*** DATA RECORDS Section Begins ***
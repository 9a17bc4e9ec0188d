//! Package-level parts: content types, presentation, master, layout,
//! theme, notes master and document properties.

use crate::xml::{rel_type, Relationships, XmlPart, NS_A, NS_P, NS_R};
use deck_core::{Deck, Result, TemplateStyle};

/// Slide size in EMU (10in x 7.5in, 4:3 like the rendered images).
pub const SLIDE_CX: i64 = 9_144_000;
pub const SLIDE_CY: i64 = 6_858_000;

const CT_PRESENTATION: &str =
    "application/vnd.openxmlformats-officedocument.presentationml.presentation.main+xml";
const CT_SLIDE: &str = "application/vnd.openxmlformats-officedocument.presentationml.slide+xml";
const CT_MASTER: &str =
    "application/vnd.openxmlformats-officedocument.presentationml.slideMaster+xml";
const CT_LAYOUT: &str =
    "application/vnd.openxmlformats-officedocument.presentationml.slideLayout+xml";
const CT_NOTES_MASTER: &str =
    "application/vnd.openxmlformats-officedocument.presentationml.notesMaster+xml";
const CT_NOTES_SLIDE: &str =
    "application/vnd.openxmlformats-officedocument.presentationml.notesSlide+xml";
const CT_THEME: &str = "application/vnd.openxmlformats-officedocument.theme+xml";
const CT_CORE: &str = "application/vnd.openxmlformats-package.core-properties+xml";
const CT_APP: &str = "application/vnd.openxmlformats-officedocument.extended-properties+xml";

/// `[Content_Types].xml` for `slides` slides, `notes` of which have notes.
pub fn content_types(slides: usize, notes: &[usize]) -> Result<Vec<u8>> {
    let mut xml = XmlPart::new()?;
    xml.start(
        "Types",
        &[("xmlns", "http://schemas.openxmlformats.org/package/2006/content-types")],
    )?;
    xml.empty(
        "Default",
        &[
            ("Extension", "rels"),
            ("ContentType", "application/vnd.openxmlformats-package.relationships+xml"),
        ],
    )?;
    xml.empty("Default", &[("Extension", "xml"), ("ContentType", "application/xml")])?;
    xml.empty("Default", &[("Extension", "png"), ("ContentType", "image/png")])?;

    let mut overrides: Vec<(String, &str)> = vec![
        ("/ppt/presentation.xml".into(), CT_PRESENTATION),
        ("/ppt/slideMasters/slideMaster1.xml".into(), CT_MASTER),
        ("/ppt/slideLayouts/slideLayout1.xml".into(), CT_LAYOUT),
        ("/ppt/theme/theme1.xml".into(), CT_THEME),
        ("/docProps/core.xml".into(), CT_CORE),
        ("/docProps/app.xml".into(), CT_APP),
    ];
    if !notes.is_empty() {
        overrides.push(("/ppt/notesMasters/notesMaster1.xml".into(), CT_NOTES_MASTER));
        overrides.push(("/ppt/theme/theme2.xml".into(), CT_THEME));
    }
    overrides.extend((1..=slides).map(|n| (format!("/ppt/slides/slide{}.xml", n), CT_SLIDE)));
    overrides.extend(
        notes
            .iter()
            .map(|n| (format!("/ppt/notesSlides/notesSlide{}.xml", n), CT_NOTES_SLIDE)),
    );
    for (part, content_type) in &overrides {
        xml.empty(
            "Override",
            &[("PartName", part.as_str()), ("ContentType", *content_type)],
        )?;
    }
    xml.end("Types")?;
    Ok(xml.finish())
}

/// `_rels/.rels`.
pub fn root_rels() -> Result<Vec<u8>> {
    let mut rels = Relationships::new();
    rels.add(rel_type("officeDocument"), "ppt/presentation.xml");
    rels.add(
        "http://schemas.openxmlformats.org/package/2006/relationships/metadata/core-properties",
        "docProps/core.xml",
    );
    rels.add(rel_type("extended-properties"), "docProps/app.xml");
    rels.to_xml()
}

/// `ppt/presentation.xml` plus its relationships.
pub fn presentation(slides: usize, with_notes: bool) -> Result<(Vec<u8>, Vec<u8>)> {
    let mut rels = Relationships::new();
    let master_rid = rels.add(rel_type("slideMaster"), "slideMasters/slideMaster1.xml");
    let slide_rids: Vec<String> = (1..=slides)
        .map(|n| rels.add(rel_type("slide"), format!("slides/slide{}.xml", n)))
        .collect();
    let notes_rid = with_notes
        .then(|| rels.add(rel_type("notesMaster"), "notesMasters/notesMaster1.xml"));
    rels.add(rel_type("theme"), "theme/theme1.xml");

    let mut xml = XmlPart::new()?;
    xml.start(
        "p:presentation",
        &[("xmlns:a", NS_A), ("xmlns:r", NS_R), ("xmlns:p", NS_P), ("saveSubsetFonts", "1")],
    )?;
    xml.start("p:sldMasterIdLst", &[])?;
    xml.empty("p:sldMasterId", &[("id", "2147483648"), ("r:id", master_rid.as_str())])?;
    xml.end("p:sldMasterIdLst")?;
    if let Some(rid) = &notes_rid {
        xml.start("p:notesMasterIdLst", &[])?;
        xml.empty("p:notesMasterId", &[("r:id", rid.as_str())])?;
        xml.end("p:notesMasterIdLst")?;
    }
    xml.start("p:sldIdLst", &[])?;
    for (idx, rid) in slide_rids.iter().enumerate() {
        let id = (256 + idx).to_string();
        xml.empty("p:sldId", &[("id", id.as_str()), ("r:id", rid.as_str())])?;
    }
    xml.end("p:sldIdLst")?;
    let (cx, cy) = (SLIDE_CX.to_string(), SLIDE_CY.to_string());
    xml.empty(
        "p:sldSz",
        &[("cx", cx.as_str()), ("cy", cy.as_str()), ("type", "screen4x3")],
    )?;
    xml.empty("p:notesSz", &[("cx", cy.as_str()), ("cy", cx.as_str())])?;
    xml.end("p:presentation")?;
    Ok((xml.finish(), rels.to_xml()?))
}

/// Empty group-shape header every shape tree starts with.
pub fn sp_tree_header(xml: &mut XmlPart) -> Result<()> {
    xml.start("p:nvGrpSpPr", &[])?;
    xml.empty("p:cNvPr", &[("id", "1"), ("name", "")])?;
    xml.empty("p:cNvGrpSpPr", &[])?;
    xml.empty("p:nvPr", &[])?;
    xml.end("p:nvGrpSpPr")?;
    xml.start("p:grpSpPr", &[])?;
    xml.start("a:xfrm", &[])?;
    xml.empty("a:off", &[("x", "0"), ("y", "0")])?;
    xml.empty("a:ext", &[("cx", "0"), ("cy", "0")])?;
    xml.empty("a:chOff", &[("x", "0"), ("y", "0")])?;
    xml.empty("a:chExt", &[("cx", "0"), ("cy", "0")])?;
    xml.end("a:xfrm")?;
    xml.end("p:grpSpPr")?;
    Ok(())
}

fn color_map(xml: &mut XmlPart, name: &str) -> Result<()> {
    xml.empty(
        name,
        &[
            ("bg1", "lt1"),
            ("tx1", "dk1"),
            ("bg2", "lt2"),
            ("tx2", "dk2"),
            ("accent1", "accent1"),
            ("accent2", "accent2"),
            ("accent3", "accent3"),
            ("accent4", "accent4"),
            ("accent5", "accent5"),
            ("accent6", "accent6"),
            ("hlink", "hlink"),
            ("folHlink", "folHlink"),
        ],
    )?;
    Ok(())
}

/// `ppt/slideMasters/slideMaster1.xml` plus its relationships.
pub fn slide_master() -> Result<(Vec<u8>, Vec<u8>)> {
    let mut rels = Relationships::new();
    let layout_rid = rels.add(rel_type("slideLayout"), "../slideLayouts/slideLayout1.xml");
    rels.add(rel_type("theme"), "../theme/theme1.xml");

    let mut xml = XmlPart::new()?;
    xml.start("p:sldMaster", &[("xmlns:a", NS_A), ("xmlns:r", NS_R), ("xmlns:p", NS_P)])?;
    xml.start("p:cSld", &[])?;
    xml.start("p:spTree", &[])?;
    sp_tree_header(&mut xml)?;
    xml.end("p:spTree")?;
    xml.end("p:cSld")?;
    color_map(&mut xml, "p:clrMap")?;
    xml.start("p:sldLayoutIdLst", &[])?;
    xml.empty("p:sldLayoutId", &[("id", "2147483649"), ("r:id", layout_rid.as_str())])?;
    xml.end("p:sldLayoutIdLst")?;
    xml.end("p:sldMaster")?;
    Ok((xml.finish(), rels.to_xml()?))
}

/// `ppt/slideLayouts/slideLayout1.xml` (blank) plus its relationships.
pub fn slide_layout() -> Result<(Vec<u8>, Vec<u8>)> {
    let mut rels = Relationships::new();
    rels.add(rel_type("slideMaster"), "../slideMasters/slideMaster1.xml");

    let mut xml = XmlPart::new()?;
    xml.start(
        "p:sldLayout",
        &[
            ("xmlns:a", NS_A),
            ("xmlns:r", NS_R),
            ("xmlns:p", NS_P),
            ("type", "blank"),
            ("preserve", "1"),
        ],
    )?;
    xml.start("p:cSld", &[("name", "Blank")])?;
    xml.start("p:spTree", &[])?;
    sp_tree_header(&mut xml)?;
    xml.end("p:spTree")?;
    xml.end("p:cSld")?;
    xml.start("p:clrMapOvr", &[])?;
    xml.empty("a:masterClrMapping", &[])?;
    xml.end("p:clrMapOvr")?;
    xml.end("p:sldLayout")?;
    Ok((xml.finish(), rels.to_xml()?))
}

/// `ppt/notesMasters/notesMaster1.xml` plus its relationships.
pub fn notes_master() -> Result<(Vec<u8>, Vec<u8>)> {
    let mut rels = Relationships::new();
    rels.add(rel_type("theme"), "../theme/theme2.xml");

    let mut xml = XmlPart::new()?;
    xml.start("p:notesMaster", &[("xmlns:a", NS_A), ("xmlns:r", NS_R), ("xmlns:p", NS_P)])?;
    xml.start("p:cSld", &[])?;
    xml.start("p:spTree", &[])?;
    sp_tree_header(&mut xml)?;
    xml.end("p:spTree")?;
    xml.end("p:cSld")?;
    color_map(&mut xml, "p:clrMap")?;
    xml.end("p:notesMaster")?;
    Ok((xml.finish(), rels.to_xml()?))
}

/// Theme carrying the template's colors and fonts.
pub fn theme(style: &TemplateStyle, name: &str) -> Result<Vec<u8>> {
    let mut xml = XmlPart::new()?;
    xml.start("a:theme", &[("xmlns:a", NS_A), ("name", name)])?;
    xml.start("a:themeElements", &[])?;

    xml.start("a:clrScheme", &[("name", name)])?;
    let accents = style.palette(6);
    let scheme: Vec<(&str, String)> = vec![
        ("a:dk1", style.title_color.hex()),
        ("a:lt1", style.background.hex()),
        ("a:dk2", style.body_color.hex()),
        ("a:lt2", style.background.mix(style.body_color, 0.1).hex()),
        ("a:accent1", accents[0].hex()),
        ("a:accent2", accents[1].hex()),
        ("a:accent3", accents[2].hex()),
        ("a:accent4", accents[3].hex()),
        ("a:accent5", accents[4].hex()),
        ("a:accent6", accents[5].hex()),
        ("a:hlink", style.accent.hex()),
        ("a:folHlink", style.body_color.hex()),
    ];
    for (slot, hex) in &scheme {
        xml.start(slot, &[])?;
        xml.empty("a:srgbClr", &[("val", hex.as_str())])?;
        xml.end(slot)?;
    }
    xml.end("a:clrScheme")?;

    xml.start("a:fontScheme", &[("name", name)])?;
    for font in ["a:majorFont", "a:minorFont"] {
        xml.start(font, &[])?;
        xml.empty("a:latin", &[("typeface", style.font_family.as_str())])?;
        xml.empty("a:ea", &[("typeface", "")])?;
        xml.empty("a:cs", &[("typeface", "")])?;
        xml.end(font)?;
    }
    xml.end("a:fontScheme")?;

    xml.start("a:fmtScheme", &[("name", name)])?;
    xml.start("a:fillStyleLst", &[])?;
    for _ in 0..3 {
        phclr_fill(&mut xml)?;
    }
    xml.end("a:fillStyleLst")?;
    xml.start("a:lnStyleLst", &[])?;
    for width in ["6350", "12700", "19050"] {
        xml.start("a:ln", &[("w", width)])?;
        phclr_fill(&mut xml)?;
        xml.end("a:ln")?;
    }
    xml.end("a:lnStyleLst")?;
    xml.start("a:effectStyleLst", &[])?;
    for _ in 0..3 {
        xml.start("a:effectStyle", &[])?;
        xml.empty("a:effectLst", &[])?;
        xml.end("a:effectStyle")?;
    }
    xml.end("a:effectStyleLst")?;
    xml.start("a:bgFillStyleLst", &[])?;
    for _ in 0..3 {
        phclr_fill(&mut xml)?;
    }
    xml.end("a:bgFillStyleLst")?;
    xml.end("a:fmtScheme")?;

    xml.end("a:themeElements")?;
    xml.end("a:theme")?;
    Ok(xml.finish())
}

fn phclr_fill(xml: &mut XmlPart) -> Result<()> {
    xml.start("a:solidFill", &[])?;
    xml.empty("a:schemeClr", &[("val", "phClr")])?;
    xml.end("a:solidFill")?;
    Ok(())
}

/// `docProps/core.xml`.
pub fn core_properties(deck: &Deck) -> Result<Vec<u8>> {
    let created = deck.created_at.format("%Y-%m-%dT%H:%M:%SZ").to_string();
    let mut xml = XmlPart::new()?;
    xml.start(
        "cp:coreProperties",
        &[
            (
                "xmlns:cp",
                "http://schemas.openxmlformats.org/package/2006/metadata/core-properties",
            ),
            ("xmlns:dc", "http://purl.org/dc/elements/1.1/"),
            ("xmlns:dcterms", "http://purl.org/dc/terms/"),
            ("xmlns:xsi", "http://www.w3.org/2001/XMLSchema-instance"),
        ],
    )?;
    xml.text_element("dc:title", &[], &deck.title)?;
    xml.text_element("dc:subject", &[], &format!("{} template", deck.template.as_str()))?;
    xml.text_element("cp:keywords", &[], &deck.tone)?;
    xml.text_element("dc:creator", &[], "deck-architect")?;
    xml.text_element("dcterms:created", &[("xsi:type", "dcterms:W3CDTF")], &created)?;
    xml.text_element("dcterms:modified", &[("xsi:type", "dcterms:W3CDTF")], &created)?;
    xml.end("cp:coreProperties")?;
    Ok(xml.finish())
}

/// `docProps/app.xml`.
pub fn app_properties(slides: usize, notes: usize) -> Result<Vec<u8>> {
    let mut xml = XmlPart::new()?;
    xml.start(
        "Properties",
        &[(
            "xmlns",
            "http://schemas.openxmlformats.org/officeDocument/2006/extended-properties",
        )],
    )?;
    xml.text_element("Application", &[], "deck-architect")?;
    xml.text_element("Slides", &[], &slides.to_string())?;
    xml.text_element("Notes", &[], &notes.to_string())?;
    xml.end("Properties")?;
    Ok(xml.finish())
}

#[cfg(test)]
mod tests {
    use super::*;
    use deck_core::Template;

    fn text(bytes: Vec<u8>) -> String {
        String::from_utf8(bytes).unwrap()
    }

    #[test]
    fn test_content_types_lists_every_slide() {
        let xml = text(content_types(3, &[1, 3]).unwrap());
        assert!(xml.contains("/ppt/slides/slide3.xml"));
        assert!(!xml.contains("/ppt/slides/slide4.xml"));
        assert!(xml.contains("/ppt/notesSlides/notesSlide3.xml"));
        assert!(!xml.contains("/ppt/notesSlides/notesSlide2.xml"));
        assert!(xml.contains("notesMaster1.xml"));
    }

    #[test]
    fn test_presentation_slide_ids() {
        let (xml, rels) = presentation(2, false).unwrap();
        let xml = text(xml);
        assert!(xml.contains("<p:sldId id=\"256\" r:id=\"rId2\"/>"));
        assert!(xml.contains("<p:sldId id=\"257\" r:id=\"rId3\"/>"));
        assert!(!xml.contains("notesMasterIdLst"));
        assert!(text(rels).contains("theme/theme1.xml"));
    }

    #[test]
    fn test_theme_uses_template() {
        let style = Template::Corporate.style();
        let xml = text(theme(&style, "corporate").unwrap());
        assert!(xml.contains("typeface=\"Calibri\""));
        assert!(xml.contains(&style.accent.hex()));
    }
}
*** DATA RECORDS Section Ends ***
DIRECTIONS
For every line above that includes the word "sldIdLst", return the line.

REPLY
    xml.start("p:sldIdLst", &[])?;
    xml.end("p:sldIdLst")?;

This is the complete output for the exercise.